Friday, March 20, 2009
That's the sign on my fridge magnet, straight from the Loveless Cafe in Nashville, TN. I certainly have enough things to put ON biscuits, and have spent years hunting for the best biscuit recipe.
I've tried bisquick (great for sausage cheese balls, but not biscuits), "make a mix" recipes (I can't stand powdered milk and can taste it in baked goods), and my "go to" recipe from Cooks Illustrated (uses a stick of butter). Still...biscuit bliss has eluded me. When we visited the cafe last December, I understood why so many fans clamor for the special recipe. The "biscuit lady" has been on everything from news shows to Martha Stewart, but you can't find the recipe anywhere. Hmm...wonder why that is? What is it about a biscuit recipe that wouldn't go over well with the general public but yet will keep them coming back for more?
Hmm...c'mon Renee, think like a restaurant owner.
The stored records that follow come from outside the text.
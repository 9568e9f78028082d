//! sdn-auth
//!
//! Authentication for the admin surface: operator login (Argon2id password +
//! optional TOTP), challenge-response login for external users, the session
//! store both flows feed, and the one-shot first-run setup gate.
//!
//! Every credential failure surfaces as the single opaque
//! [`SdnError::AuthFailed`](sdn_core::SdnError::AuthFailed) so callers cannot
//! be used as an enumeration oracle.

pub mod password;
pub mod service;
pub mod setup;
pub mod store;
pub mod totp;

pub use service::{AuthService, ChallengeGrant};
pub use setup::SetupService;
pub use store::{AdminAccount, AuthStore, Session, UserRecord};
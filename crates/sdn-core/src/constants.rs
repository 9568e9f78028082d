//! ─── SDN Protocol Constants ─────────────────────────────────────────────────
//!
//! Wire limits, timeouts, and rate-limit dimensioning for the space-data
//! exchange protocol. All are defaults; the node config may override the
//! configurable ones.

// ── Protocol identifiers ─────────────────────────────────────────────────────

/// libp2p protocol id for the framed exchange protocol.
pub const EXCHANGE_PROTOCOL_ID: &str = "/spacedatanetwork/sds-exchange/1.0.0";

/// Prefix for schema-derived gossip topics: `"sdn/<schema>"`.
pub const TOPIC_PREFIX: &str = "sdn";

/// Reserved topic for profile notification messages.
pub const PNM_TOPIC: &str = "PNM";

// ── Frame limits ─────────────────────────────────────────────────────────────

/// Maximum total message size accepted on a stream (10 MiB).
pub const MAX_MESSAGE_BYTES: usize = 10 * 1024 * 1024;

/// Maximum schema name length in bytes.
pub const MAX_SCHEMA_NAME_BYTES: usize = 256;

/// Maximum opaque query payload size (4 KiB).
pub const MAX_QUERY_BYTES: usize = 4 * 1024;

/// Maximum rows returned by a wire query.
pub const MAX_QUERY_ROWS: usize = 100;

/// Maximum cumulative payload bytes returned by a wire query (2 MiB).
pub const MAX_QUERY_RESULT_BYTES: usize = 2 * 1024 * 1024;

// ── Timeouts (seconds) ───────────────────────────────────────────────────────

/// Whole-handler deadline for one exchange stream.
pub const HANDLER_TIMEOUT_SECS: u64 = 30;

/// Per-read deadline on an exchange stream.
pub const READ_TIMEOUT_SECS: u64 = 10;

/// Schema validation deadline.
pub const VALIDATION_TIMEOUT_SECS: u64 = 5;

// ── Rate limiting ────────────────────────────────────────────────────────────

/// Base messages-per-second rate at trust Standard.
pub const RATE_BASE_MSGS_PER_SEC: f64 = 10.0;

/// Base messages-per-minute rate at trust Standard.
pub const RATE_BASE_MSGS_PER_MIN: f64 = 600.0;

/// Base burst capacity at trust Standard.
pub const RATE_BASE_BURST: f64 = 20.0;

// ── Sessions and challenges ──────────────────────────────────────────────────

/// Session TTL without "remember me" (1 hour).
pub const SESSION_TTL_SECS: i64 = 3_600;

/// Session TTL with "remember me" (24 hours).
pub const SESSION_TTL_REMEMBER_SECS: i64 = 86_400;

/// Random bytes per session token (base64url rendered).
pub const SESSION_TOKEN_BYTES: usize = 32;

/// Challenge nonce size in bytes.
pub const CHALLENGE_NONCE_BYTES: usize = 32;

/// Challenge time-to-live.
pub const CHALLENGE_TTL_SECS: i64 = 60;

/// Maximum pending challenges held in memory.
pub const MAX_PENDING_CHALLENGES: usize = 10_000;

/// Accepted clock skew on challenge request timestamps (± seconds).
pub const CHALLENGE_TS_SKEW_SECS: i64 = 120;

// ── Setup ────────────────────────────────────────────────────────────────────

/// One-time setup token entropy in bytes.
pub const SETUP_TOKEN_BYTES: usize = 16;

/// Window during which the setup token may be redeemed.
pub const SETUP_TOKEN_TTL_SECS: i64 = 600;

// ── Profile publication ──────────────────────────────────────────────────────

/// Interval between periodic EPM/PNM publications (24 hours).
pub const PROFILE_PUBLISH_INTERVAL_SECS: u64 = 86_400;

// ── Audit ────────────────────────────────────────────────────────────────────

/// Bounded audit queue depth in front of the writer task.
pub const AUDIT_QUEUE_DEPTH: usize = 1_024;

/// Default and maximum audit query row caps.
pub const AUDIT_QUERY_DEFAULT_LIMIT: usize = 100;
pub const AUDIT_QUERY_MAX_LIMIT: usize = 1_000;
#[cfg(test)]
mod tests {
    use super::*;
    use crate::frame::{
        encode_request, read_blob_response, read_cid_response, read_rows_response,
    };
    use sdn_core::TrustLevel;
    use sdn_peers::{AdmissionMode, MemoryStore, PeerRecord, RateLimits};
    use std::sync::atomic::{AtomicU32, Ordering};

    struct Harness {
        _dir: tempfile::TempDir,
        engine: Arc<ExchangeEngine>,
        registry: Arc<PeerRegistry>,
    }

    fn harness(limits: RateLimits) -> Harness {
        let dir = tempfile::tempdir().unwrap();
        let store = Arc::new(RecordStore::open(dir.path().join("store")).unwrap());
        let registry = Arc::new(
            PeerRegistry::open(Box::new(MemoryStore::new()), AdmissionMode::NonStrict).unwrap(),
        );
        let limiter = Arc::new(RateLimiter::new(Arc::clone(&registry), limits));
        let engine = Arc::new(ExchangeEngine::new(
            Arc::new(SchemaRegistry::builtin()),
            store,
            Arc::clone(&registry),
            limiter,
            EngineConfig::default(),
        ));
        Harness {
            _dir: dir,
            engine,
            registry,
        }
    }

    /// Run one request through a duplex pipe and return the raw response side.
    async fn roundtrip(engine: Arc<ExchangeEngine>, peer: &str, request: Request) -> tokio::io::DuplexStream {
        let (client, server) = tokio::io::duplex(64 * 1024 * 1024);
        let peer = peer.to_string();
        let serve = tokio::spawn(async move {
            let _ = engine.serve_stream(&peer, server).await;
        });
        let (mut read_half, mut write_half) = tokio::io::split(client);
        tokio::io::AsyncWriteExt::write_all(&mut write_half, &encode_request(&request))
            .await
            .unwrap();
        tokio::io::AsyncWriteExt::shutdown(&mut write_half).await.unwrap();
        serve.await.unwrap();
        read_half.unsplit(write_half)
    }

    #[tokio::test]
    async fn push_then_fetch() {
        let h = harness(RateLimits::default());
        let blob = vec![0x01, 0x02, 0x03];

        let mut io = roundtrip(
            Arc::clone(&h.engine),
            "peerA",
            Request::PushData {
                schema: "OMM".into(),
                payload: blob.clone(),
            },
        )
        .await;
        let pushed = read_cid_response(&mut io, &FrameLimits::default())
            .await
            .unwrap();
        let Response::CidString(cid) = pushed else {
            panic!("expected CID, got {pushed:?}");
        };
        assert_eq!(
            cid,
            "039058c6f2c0cb492c533b0a4d14ef77cc0f78abccced5287d84a1a2011cfb81"
        );

        let mut io = roundtrip(
            Arc::clone(&h.engine),
            "peerB",
            Request::RequestData {
                schema: "OMM".into(),
                cid,
            },
        )
        .await;
        assert_eq!(
            read_blob_response(&mut io, &FrameLimits::default())
                .await
                .unwrap(),
            Response::Blob(blob)
        );
    }

    #[tokio::test]
    async fn unknown_cid_is_rejected() {
        let h = harness(RateLimits::default());
        let mut io = roundtrip(
            h.engine,
            "peerA",
            Request::RequestData {
                schema: "OMM".into(),
                cid: "ab".repeat(32),
            },
        )
        .await;
        assert_eq!(
            read_blob_response(&mut io, &FrameLimits::default())
                .await
                .unwrap(),
            Response::Reject
        );
    }

    #[tokio::test]
    async fn unknown_schema_push_is_rejected() {
        let h = harness(RateLimits::default());
        let mut io = roundtrip(
            h.engine,
            "peerA",
            Request::PushData {
                schema: "NOPE".into(),
                payload: vec![1],
            },
        )
        .await;
        assert_eq!(
            read_cid_response(&mut io, &FrameLimits::default())
                .await
                .unwrap(),
            Response::Reject
        );
    }

    #[tokio::test]
    async fn limited_peer_hits_rate_limit_on_21st_frame() {
        let limits = RateLimits {
            base_msgs_per_sec: 100.0,
            base_msgs_per_min: 6_000.0,
            base_burst: 100.0,
        };
        let h = harness(limits);
        h.registry
            .add_peer(PeerRecord::new("P", TrustLevel::Limited, 0))
            .unwrap();

        let mut accepted = 0;
        let mut limited = 0;
        for i in 0u32..21 {
            let mut io = roundtrip(
                Arc::clone(&h.engine),
                "P",
                Request::PushData {
                    schema: "OMM".into(),
                    payload: i.to_be_bytes().to_vec(),
                },
            )
            .await;
            match read_cid_response(&mut io, &FrameLimits::default())
                .await
                .unwrap()
            {
                Response::CidString(_) => accepted += 1,
                Response::RateLimited => limited += 1,
                other => panic!("unexpected response {other:?}"),
            }
        }
        assert_eq!(accepted, 20);
        assert_eq!(limited, 1);
    }

    #[tokio::test]
    async fn query_discards_filter_and_caps_results() {
        let h = harness(RateLimits::default());
        let cdm = SchemaName::new("CDM").unwrap();
        // 120 records of 30 KiB: the row cap alone would admit 100 but the
        // 2 MiB byte cap stops at 68.
        for i in 0u8..120 {
            let blob = vec![i; 30 * 1024];
            h.engine.store.store(&cdm, &blob, "seed", 0, None).unwrap();
        }

        let mut io = roundtrip(
            Arc::clone(&h.engine),
            "peerA",
            Request::Query {
                schema: "CDM".into(),
                query: b"SELECT * FROM CDM; DROP TABLE CDM".to_vec(),
            },
        )
        .await;
        let Response::Rows(rows) = read_rows_response(&mut io, &FrameLimits::default())
            .await
            .unwrap()
        else {
            panic!("expected rows");
        };
        assert!(rows.len() <= 100);
        let total: usize = rows.iter().map(|r| r.len()).sum();
        assert!(total <= 2 * 1024 * 1024);
        assert_eq!(rows.len(), 68);
    }

    #[tokio::test]
    async fn violation_hook_fires_after_three_failures() {
        let fired = Arc::new(AtomicU32::new(0));
        let h = harness(RateLimits::default());
        let count = Arc::clone(&fired);
        let engine = Arc::new(
            ExchangeEngine::new(
                Arc::new(SchemaRegistry::builtin()),
                Arc::clone(&h.engine.store),
                Arc::clone(&h.registry),
                Arc::new(RateLimiter::new(
                    Arc::clone(&h.registry),
                    RateLimits::default(),
                )),
                EngineConfig::default(),
            )
            .with_violation_hook(Arc::new(move |_, _| {
                count.fetch_add(1, Ordering::SeqCst);
            })),
        );

        for _ in 0..3 {
            let mut io = roundtrip(
                Arc::clone(&engine),
                "P",
                Request::PushData {
                    schema: "OMM".into(),
                    payload: vec![], // empty payload fails structural validation
                },
            )
            .await;
            let _ = read_cid_response(&mut io, &FrameLimits::default()).await;
        }
        assert_eq!(fired.load(Ordering::SeqCst), 1);

        // Violations never touch the registry; promotion and demotion stay
        // administrative actions.
        assert!(h.registry.get_peer("P").is_none());
    }

    #[tokio::test]
    async fn malformed_stream_gets_reject_and_close() {
        let h = harness(RateLimits::default());
        let (client, server) = tokio::io::duplex(4096);
        let engine = Arc::clone(&h.engine);
        let serve = tokio::spawn(async move { engine.serve_stream("P", server).await });

        let (mut read_half, mut write_half) = tokio::io::split(client);
        tokio::io::AsyncWriteExt::write_all(&mut write_half, &[0xff, 0x00, 0x01])
            .await
            .unwrap();
        tokio::io::AsyncWriteExt::shutdown(&mut write_half).await.unwrap();

        assert!(serve.await.unwrap().is_err());
        let mut byte = [0u8; 1];
        tokio::io::AsyncReadExt::read_exact(&mut read_half, &mut byte)
            .await
            .unwrap();
        assert_eq!(byte[0], frame::RESP_REJECT);
    }
}
use crate::registry::{PeerGroup, PeerRecord};
use sdn_core::SdnError;
use serde::{Deserialize, Serialize};
use std::collections::{BTreeMap, BTreeSet};
use std::fs;
use std::io::Write;
use std::path::{Path, PathBuf};
use std::sync::Mutex;

/// The whole registry state as persisted.
#[derive(Clone, Debug, Default, Serialize, Deserialize)]
pub struct RegistrySnapshot {
    pub peers: BTreeMap<String, PeerRecord>,
    pub groups: BTreeMap<String, PeerGroup>,
    pub blocked: BTreeSet<String>,
}

/// Pluggable registry persistence. `save` must be durable before it returns;
/// the registry calls it under the write lock on every mutation.
pub trait PeerStore: Send + Sync {
    fn load(&self) -> Result<Option<RegistrySnapshot>, SdnError>;
    fn save(&self, snapshot: &RegistrySnapshot) -> Result<(), SdnError>;
}

// ── MemoryStore ──────────────────────────────────────────────────────────────

/// Volatile store for tests and ephemeral nodes.
pub struct MemoryStore {
    snapshot: Mutex<Option<RegistrySnapshot>>,
}

impl MemoryStore {
    pub fn new() -> Self {
        Self {
            snapshot: Mutex::new(None),
        }
    }
}

impl Default for MemoryStore {
    fn default() -> Self {
        Self::new()
    }
}

impl PeerStore for MemoryStore {
    fn load(&self) -> Result<Option<RegistrySnapshot>, SdnError> {
        Ok(self.snapshot.lock().expect("memory store lock").clone())
    }

    fn save(&self, snapshot: &RegistrySnapshot) -> Result<(), SdnError> {
        *self.snapshot.lock().expect("memory store lock") = Some(snapshot.clone());
        Ok(())
    }
}

// ── JsonFileStore ────────────────────────────────────────────────────────────

/// Human-diffable JSON file store, written atomically (tmp + rename) with
/// owner-only permissions.
pub struct JsonFileStore {
    path: PathBuf,
}

impl JsonFileStore {
    pub fn new(path: impl Into<PathBuf>) -> Self {
        Self { path: path.into() }
    }
}

fn set_owner_only(path: &Path) {
    #[cfg(unix)]
    {
        use std::os::unix::fs::PermissionsExt;
        let _ = fs::set_permissions(path, fs::Permissions::from_mode(0o600));
    }
}

impl PeerStore for JsonFileStore {
    fn load(&self) -> Result<Option<RegistrySnapshot>, SdnError> {
        if !self.path.exists() {
            return Ok(None);
        }
        let raw = fs::read_to_string(&self.path)?;
        let snapshot =
            serde_json::from_str(&raw).map_err(|e| SdnError::Serialization(e.to_string()))?;
        Ok(Some(snapshot))
    }

    fn save(&self, snapshot: &RegistrySnapshot) -> Result<(), SdnError> {
        if let Some(parent) = self.path.parent() {
            fs::create_dir_all(parent)?;
        }
        let json = serde_json::to_string_pretty(snapshot)
            .map_err(|e| SdnError::Serialization(e.to_string()))?;
        let tmp = self.path.with_extension("tmp");
        {
            let mut f = fs::OpenOptions::new()
                .create(true)
                .truncate(true)
                .write(true)
                .open(&tmp)?;
            f.write_all(json.as_bytes())?;
            let _ = f.sync_all();
        }
        set_owner_only(&tmp);
        fs::rename(&tmp, &self.path)?;
        set_owner_only(&self.path);
        Ok(())
    }
}

// ── SledStore ────────────────────────────────────────────────────────────────

/// Embedded-DB store for large registries.
pub struct SledStore {
    _db: sled::Db,
    tree: sled::Tree,
}

const SNAPSHOT_KEY: &str = "registry_snapshot";

impl SledStore {
    pub fn open<P: AsRef<Path>>(path: P) -> Result<Self, SdnError> {
        let db = sled::open(path).map_err(|e| SdnError::Storage(e.to_string()))?;
        let tree = db
            .open_tree("peer_registry")
            .map_err(|e| SdnError::Storage(e.to_string()))?;
        Ok(Self { _db: db, tree })
    }
}

impl PeerStore for SledStore {
    fn load(&self) -> Result<Option<RegistrySnapshot>, SdnError> {
        match self
            .tree
            .get(SNAPSHOT_KEY)
            .map_err(|e| SdnError::Storage(e.to_string()))?
        {
            Some(bytes) => {
                let snapshot = bincode::deserialize(&bytes)
                    .map_err(|e| SdnError::Serialization(e.to_string()))?;
                Ok(Some(snapshot))
            }
            None => Ok(None),
        }
    }

    fn save(&self, snapshot: &RegistrySnapshot) -> Result<(), SdnError> {
        let bytes =
            bincode::serialize(snapshot).map_err(|e| SdnError::Serialization(e.to_string()))?;
        self.tree
            .insert(SNAPSHOT_KEY, bytes)
            .map_err(|e| SdnError::Storage(e.to_string()))?;
        self.tree
            .flush()
            .map_err(|e| SdnError::Storage(e.to_string()))?;
        Ok(())
    }
}
use crate::profile::EntityProfile;
use sdn_core::SdnError;
use sdn_crypto::{keystore, NodeKeys};
use std::path::{Path, PathBuf};
use std::sync::RwLock;
use tracing::{info, warn};

const SEED_FILE: &str = "identity.seed";

/// Editable (non-key) profile fields, supplied by config or the admin API.
#[derive(Clone, Debug, Default)]
pub struct ProfileFields {
    pub display_name: String,
    pub organization: String,
    pub email: String,
    pub website: String,
    pub country: String,
    pub addresses: Vec<String>,
}

/// The unlocked node identity: cached derived keys plus the mutable profile
/// fields that feed EPM snapshots.
pub struct IdentityService {
    keys: NodeKeys,
    fields: RwLock<ProfileFields>,
}

impl IdentityService {
    /// Unlock an existing identity or create a fresh one.
    ///
    /// On first run a 24-word mnemonic is generated and the seed persisted
    /// encrypted under `password`; the mnemonic is returned exactly once so
    /// the operator can record it.
    pub fn load_or_create(
        data_dir: &Path,
        password: &str,
        fields: ProfileFields,
    ) -> Result<(Self, Option<String>), SdnError> {
        let seed_path = data_dir.join(SEED_FILE);
        let (keys, fresh_mnemonic) = if seed_path.exists() {
            let seed = keystore::load_seed(&seed_path, password)?;
            info!("identity seed unlocked");
            (NodeKeys::from_seed(&seed), None)
        } else {
            let mnemonic = sdn_crypto::hd::generate_mnemonic()?;
            let phrase = mnemonic.to_string();
            let seed = sdn_crypto::hd::seed_from_mnemonic(&phrase)?;
            keystore::save_seed(&seed_path, &seed, password)?;
            warn!("new identity created; record the recovery mnemonic now, it will not be shown again");
            (NodeKeys::from_seed(&seed), Some(phrase))
        };

        Ok((
            Self {
                keys,
                fields: RwLock::new(fields),
            },
            fresh_mnemonic,
        ))
    }

    pub fn keys(&self) -> &NodeKeys {
        &self.keys
    }

    /// Path of the encrypted seed inside a data dir.
    pub fn seed_path(data_dir: &Path) -> PathBuf {
        data_dir.join(SEED_FILE)
    }

    /// Current profile fields (admin API read).
    pub fn profile_fields(&self) -> ProfileFields {
        self.fields.read().expect("profile lock poisoned").clone()
    }

    /// Replace the editable profile fields (admin API write). Takes effect
    /// on the next EPM snapshot.
    pub fn set_profile_fields(&self, fields: ProfileFields) {
        *self.fields.write().expect("profile lock poisoned") = fields;
    }

    /// Build an immutable EPM snapshot of the current profile and keys.
    pub fn epm_snapshot(&self) -> EntityProfile {
        let fields = self.fields.read().expect("profile lock poisoned");
        EntityProfile {
            display_name: fields.display_name.clone(),
            organization: fields.organization.clone(),
            email: fields.email.clone(),
            website: fields.website.clone(),
            country: fields.country.clone(),
            addresses: fields.addresses.clone(),
            signing_key: self.keys.verifying_key().to_bytes(),
            encryption_key: *self.keys.encryption_public().as_bytes(),
        }
    }
}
If I owned a cafe and had to use 1 stick of butter per 2 cups of flour that would be pretty pricey. Isn't there another ingredient that costs less and would work as well or better? There is, but you might not want to hear what it is.
Ok, if you've read this far, you're probably curious :-)
Lard. Sorry folks, but there it is. Know why crisco is hailed as "all-vegetable"? Because lard is "all animal."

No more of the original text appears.